WHAT THE TASK REQUIRES | For the data below, the lines that hold "must" should be counted; only the resulting number is expected.

RECORDS TO USE |
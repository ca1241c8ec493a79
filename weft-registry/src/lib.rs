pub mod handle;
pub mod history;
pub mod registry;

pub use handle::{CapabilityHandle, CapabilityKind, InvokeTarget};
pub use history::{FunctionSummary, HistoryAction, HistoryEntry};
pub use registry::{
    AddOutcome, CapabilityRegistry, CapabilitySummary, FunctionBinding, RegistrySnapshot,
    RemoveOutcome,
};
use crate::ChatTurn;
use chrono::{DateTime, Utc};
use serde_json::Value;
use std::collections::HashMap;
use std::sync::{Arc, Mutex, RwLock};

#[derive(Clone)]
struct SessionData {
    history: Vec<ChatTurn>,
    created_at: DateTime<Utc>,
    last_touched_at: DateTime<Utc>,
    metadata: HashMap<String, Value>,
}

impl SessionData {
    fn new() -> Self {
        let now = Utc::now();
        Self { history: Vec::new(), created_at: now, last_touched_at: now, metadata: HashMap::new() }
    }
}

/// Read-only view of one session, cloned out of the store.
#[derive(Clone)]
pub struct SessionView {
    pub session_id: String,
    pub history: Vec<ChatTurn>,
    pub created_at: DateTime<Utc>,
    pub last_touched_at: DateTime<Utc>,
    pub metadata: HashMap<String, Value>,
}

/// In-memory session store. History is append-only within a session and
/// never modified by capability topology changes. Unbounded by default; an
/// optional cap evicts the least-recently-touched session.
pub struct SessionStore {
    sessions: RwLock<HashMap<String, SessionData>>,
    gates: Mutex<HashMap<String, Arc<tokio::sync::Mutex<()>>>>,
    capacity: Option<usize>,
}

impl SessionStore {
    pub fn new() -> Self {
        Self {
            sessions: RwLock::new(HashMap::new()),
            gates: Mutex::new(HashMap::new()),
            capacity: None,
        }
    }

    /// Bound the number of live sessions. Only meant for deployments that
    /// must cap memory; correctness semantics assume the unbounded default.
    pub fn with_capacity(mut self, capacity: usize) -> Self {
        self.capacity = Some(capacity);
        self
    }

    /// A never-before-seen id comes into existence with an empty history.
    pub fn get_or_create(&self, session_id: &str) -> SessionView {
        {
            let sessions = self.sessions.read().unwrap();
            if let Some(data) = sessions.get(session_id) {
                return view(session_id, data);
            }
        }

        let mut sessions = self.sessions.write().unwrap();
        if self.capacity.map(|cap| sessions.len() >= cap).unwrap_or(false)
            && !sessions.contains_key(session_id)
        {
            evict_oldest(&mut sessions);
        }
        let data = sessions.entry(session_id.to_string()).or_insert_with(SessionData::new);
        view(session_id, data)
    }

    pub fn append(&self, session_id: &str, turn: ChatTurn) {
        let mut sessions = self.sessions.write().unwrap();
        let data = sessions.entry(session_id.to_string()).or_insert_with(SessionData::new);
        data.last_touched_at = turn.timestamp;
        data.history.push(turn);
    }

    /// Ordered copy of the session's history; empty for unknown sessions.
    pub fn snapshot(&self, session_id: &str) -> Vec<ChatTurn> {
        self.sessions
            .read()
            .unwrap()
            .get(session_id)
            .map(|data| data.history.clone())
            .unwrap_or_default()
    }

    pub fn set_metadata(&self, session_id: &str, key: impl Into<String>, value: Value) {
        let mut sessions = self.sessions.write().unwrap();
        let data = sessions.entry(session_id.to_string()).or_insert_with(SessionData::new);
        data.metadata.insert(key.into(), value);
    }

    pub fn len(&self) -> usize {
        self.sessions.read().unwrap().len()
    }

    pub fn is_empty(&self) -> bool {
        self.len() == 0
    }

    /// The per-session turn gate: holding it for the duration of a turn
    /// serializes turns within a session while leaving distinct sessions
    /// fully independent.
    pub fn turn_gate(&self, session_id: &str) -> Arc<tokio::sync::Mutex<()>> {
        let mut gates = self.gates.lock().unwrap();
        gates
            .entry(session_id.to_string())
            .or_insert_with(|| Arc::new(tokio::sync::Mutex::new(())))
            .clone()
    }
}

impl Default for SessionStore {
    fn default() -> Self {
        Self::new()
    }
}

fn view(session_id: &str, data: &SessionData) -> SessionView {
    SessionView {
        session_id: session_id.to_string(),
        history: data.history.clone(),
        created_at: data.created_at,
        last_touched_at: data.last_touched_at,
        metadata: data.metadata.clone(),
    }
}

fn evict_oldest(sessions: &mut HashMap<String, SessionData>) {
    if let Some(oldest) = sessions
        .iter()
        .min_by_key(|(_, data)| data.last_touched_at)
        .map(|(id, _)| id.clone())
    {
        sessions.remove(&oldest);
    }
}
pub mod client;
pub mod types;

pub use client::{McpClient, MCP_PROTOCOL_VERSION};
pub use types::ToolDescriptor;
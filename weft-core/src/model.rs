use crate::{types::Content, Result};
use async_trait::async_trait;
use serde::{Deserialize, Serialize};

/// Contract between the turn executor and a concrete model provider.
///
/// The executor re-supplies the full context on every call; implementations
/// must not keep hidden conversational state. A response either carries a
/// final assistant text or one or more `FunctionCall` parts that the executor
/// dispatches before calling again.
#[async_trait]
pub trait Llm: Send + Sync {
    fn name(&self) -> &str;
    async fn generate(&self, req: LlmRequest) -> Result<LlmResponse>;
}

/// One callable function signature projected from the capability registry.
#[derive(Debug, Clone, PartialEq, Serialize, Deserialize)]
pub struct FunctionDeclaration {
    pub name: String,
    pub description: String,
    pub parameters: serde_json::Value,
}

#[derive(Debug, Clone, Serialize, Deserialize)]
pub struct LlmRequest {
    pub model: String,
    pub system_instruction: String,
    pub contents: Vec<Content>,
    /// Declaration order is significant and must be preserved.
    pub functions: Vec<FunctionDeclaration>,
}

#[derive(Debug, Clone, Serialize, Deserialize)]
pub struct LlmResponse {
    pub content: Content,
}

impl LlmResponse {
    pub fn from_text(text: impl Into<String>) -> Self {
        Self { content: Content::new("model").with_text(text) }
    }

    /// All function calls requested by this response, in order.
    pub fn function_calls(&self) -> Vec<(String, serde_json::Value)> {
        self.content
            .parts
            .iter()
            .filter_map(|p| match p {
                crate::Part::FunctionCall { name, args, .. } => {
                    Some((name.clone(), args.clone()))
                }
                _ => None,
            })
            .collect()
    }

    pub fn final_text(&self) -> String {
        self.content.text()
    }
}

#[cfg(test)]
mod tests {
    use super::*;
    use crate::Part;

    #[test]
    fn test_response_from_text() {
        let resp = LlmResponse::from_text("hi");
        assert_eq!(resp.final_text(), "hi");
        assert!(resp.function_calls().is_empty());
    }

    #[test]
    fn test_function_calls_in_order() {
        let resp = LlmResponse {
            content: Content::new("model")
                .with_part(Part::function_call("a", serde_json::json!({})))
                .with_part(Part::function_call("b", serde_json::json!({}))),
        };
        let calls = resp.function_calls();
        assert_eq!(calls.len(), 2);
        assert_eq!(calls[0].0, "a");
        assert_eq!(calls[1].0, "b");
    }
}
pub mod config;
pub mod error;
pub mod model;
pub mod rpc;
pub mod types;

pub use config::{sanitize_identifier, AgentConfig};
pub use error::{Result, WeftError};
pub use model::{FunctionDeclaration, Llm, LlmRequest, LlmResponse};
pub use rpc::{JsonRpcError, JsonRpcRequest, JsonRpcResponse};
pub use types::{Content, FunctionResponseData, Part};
...
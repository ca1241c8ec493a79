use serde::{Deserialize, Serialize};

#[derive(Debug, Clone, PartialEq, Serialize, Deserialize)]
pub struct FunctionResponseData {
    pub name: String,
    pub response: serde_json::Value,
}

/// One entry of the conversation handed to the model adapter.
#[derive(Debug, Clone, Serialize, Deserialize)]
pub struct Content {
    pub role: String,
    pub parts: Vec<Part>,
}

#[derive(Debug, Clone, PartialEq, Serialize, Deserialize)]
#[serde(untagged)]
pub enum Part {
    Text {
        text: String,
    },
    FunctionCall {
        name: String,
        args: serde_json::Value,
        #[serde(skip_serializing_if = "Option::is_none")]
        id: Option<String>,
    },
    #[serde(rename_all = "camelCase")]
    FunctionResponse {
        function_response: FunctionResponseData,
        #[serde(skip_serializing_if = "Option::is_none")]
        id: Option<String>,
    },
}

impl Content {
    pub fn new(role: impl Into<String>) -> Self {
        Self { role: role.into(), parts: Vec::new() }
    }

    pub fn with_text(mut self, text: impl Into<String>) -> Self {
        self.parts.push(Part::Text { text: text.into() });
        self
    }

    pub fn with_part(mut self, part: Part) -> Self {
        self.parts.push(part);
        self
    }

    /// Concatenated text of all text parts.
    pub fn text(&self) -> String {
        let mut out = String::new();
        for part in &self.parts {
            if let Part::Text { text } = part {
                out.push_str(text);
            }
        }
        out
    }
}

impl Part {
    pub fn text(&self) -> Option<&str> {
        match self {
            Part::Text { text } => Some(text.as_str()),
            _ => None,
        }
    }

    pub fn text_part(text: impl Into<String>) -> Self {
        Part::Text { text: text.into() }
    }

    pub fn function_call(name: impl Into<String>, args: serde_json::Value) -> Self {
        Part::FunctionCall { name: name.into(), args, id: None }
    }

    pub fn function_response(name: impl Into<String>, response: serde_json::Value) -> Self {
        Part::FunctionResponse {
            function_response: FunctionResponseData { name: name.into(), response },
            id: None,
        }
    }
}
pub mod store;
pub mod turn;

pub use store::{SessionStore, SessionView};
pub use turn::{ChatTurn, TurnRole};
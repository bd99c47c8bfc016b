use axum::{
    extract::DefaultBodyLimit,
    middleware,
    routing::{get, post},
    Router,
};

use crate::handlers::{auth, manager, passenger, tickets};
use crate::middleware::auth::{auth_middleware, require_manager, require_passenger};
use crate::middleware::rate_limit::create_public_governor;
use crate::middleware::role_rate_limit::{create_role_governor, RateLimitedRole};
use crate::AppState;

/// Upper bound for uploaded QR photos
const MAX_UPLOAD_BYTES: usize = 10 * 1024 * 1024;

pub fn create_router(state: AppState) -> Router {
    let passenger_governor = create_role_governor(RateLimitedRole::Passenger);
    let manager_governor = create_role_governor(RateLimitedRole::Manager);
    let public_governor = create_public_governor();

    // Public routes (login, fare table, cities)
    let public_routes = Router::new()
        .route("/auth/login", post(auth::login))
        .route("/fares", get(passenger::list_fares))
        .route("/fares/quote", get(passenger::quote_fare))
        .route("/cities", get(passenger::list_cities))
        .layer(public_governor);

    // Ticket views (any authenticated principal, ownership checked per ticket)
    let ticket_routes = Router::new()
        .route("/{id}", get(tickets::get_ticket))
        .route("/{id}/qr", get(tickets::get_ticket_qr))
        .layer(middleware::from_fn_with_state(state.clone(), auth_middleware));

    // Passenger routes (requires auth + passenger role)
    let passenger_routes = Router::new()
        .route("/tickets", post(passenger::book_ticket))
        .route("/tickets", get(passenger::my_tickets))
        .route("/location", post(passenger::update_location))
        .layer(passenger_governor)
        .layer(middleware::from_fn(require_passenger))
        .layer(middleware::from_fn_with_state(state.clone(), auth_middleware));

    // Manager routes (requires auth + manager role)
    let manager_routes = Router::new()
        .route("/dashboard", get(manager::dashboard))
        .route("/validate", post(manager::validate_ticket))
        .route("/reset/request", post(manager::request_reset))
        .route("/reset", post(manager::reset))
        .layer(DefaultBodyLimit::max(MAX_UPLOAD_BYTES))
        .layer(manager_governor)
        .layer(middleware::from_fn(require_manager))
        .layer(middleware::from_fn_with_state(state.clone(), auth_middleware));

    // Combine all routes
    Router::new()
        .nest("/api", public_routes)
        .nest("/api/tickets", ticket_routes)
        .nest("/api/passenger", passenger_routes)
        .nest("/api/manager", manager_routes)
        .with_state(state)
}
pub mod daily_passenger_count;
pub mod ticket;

RESULT OF THIS EXERCISE | 3